Valeant Pharmaceuticals, Inc. has had a bumpy three years due to allegations of executive bribes and mismanagement. The most recent piece to the saga happened on Tuesday, May 22, 2018, when former company executive Gary Tanner was found guilty of accepting a $10 million bribe for manipulating the company’s takeover of a mail order pharmacy – Philidor Rx Services, LLC – in 2014.

The CEO of the mail order company who paid the kickback – Andrew Davenport – was also convicted.

The two-week trial of Tanner and Davenport put a spotlight on the relationship between Valeant and Philidor, which had drawn concern from investors and regulators. To summarize the background, Philidor was founded in 2013 with help from Valeant, and most of the drugs it dispensed were Valeant’s.

Davenport and Tanner began talking about creating a specialty pharmacy in late 2012, prosecutors said, and soon Tanner approached his bosses at Valeant with a plan to open one with Valeant financing. Tanner and others at Valeant helped Davenport create Philidor, committing $2 million as well as personnel and supervision to the Hatboro, Pennsylvania-based company. While Valeant kept its relationship with Philidor under wraps, the drug manufacturer said it always intended to spread its business around to other mail-order pharmacies.

Tanner managed Valeant’s relationship with Philidor, and he was also tasked with finding other mail-order pharmacies with which Valeant could do business, to prevent the drug manufacturer from relying too heavily on Philidor. Instead, however, Tanner steered more product to Philidor’s Pennsylvania facility from 2013 to 2014 and worked with Davenport to secretly block the efforts of other mail-order pharmacies to get a share of Valeant’s business.

Prosecutors claimed that Valeant was the victim of a scheme in which Tanner passed inside information to Davenport to bolster Philidor’s business as Valeant’s primary pharmacy partner. The alleged scheme increased the value of Philidor to Valeant, which agreed in in December 2014 to pay more than $100 million for the option to buy Philidor in 10 years. Then, in exchange for Tanner’s help, Davenport paid Tanner nearly $10 million when Valeant exercised an option to buy Philidor, taking $40 million for himself.

Seana Carson, Valeant’s chief compliance officer, testified that Tanner never disclosed any conflicts-of-interest over Philidor. A financial adviser also told jurors how Tanner advised her that he’d soon come into millions of dollars and he didn’t want Valeant to know about a stake he had in another company.

The defendants’ lawyers argued there was nothing illegal about the dealings between the two men, or between the two companies. They said Tanner was hired by Valeant to help Philidor grow and that the companies’ close relationship made Valeant hundreds of millions of dollars.

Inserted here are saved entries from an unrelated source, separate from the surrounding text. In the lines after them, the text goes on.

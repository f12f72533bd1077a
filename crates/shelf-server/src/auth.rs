use std::sync::Arc;

use axum::extract::{Request, State};
use axum::http::header::AUTHORIZATION;
use axum::http::HeaderValue;
use axum::middleware::Next;
use axum::response::Response;
use shelf_crypto::TokenAuthority;
use shelf_types::Identifier;

use crate::error::ServerResult;
use crate::state::AppState;

/// Account a request was authenticated as.
#[derive(Clone, Debug, PartialEq, Eq)]
pub struct Identity {
    pub name: Identifier,
}

impl Identity {
    pub fn user(name: Identifier) -> Self {
        Self { name }
    }
}

/// Credentials presented in the `Authorization` header.
#[derive(Clone, Debug, PartialEq, Eq)]
pub enum Credentials {
    Bearer(String),
    Anonymous,
}

impl Credentials {
    /// Parse an `Authorization` header value. The value must be exactly two
    /// space-separated parts, the first being `Bearer`.
    pub fn from_header(header: Option<&HeaderValue>) -> Result<Self, AuthError> {
        let Some(header) = header else {
            return Ok(Self::Anonymous);
        };
        let value = header.to_str().map_err(|_| AuthError::InvalidFormat)?;
        let parts: Vec<&str> = value.split(' ').collect();
        match parts.as_slice() {
            ["Bearer", token] => Ok(Self::Bearer((*token).to_owned())),
            _ => Err(AuthError::InvalidFormat),
        }
    }
}

#[derive(Clone, Debug, PartialEq, Eq, thiserror::Error)]
pub enum AuthError {
    #[error("Missing authorization header")]
    MissingHeader,
    #[error("Invalid authorization format")]
    InvalidFormat,
    #[error("Invalid or expired token")]
    InvalidToken,
}

/// Access-control boundary in front of the review routes.
#[derive(Clone, Debug)]
pub struct AuthGate {
    tokens: Arc<TokenAuthority>,
}

impl AuthGate {
    pub fn new(tokens: Arc<TokenAuthority>) -> Self {
        Self { tokens }
    }

    /// Resolve the identity behind an `Authorization` header.
    pub fn authenticate(&self, header: Option<&HeaderValue>) -> Result<Identity, AuthError> {
        match Credentials::from_header(header)? {
            Credentials::Anonymous => Err(AuthError::MissingHeader),
            Credentials::Bearer(token) => match self.tokens.verify(&token) {
                Ok(name) => Ok(Identity::user(name)),
                Err(e) => {
                    tracing::debug!("bearer token rejected: {e}");
                    Err(AuthError::InvalidToken)
                }
            },
        }
    }
}

/// Middleware that rejects the request unless it carries a valid bearer
/// token, and otherwise attaches the [`Identity`] to its extensions.
pub async fn require_bearer(
    State(state): State<AppState>,
    mut request: Request,
    next: Next,
) -> ServerResult<Response> {
    let identity = state.gate().authenticate(request.headers().get(AUTHORIZATION))?;
    request.extensions_mut().insert(identity);
    Ok(next.run(request).await)
}

#[cfg(test)]
mod tests {
    use super::*;
    use shelf_crypto::SigningSecret;

    const T0: u64 = 1_700_000_000;

    fn authority() -> Arc<TokenAuthority> {
        Arc::new(TokenAuthority::with_default_ttl(
            &SigningSecret::from_passphrase("gate-test").unwrap(),
        ))
    }

    fn header(value: &str) -> HeaderValue {
        HeaderValue::from_str(value).unwrap()
    }

    fn alice() -> Identifier {
        Identifier::new("alice").unwrap()
    }

    #[test]
    fn absent_header_is_anonymous() {
        assert_eq!(Credentials::from_header(None), Ok(Credentials::Anonymous));
    }

    #[test]
    fn bearer_header_parsed() {
        assert_eq!(
            Credentials::from_header(Some(&header("Bearer abc"))),
            Ok(Credentials::Bearer("abc".into()))
        );
    }

    #[test]
    fn malformed_headers_rejected() {
        for value in ["Bearer", "Bearer a b", "Basic abc", "bearer abc", "Bearer  abc", "abc"] {
            assert_eq!(
                Credentials::from_header(Some(&header(value))),
                Err(AuthError::InvalidFormat),
                "{value:?}"
            );
        }
    }

    #[test]
    fn gate_requires_header() {
        let gate = AuthGate::new(authority());
        assert_eq!(gate.authenticate(None), Err(AuthError::MissingHeader));
    }

    #[test]
    fn gate_accepts_fresh_token() {
        let tokens = authority();
        let token = tokens.issue(&alice()).unwrap();
        let gate = AuthGate::new(tokens);
        let identity = gate
            .authenticate(Some(&header(&format!("Bearer {token}"))))
            .unwrap();
        assert_eq!(identity.name, alice());
    }

    #[test]
    fn gate_rejects_expired_token() {
        let tokens = authority();
        let token = tokens.issue_at(&alice(), T0).unwrap();
        let gate = AuthGate::new(tokens);
        assert_eq!(
            gate.authenticate(Some(&header(&format!("Bearer {token}")))),
            Err(AuthError::InvalidToken)
        );
    }

    #[test]
    fn gate_rejects_token_from_other_secret() {
        let other = TokenAuthority::with_default_ttl(&SigningSecret::from_passphrase("other").unwrap());
        let token = other.issue(&alice()).unwrap();
        let gate = AuthGate::new(authority());
        assert_eq!(
            gate.authenticate(Some(&header(&format!("Bearer {token}")))),
            Err(AuthError::InvalidToken)
        );
    }

    #[test]
    fn error_messages() {
        assert_eq!(AuthError::MissingHeader.to_string(), "Missing authorization header");
        assert_eq!(AuthError::InvalidFormat.to_string(), "Invalid authorization format");
        assert_eq!(AuthError::InvalidToken.to_string(), "Invalid or expired token");
    }
}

“We are, of course, disappointed in the verdict, but we look forward to addressing the many legal and evidentiary issues on appeal,” Tanner’s lawyer, Howard Shapiro, said in a statement. Davenport and his lawyer, Jonathan Rosen, declined to comment.

Sentencing is scheduled for September 19th. They each face up to twenty years in prison on four counts, including wire fraud and conspiracy to commit money laundering.

Philidor is no longer in operation and Valeant is working to move past its problems. Part of that effort involves changing its name in July to Bausch Health Companies, leaning on the goodwill of its Bausch & Lomb optical business.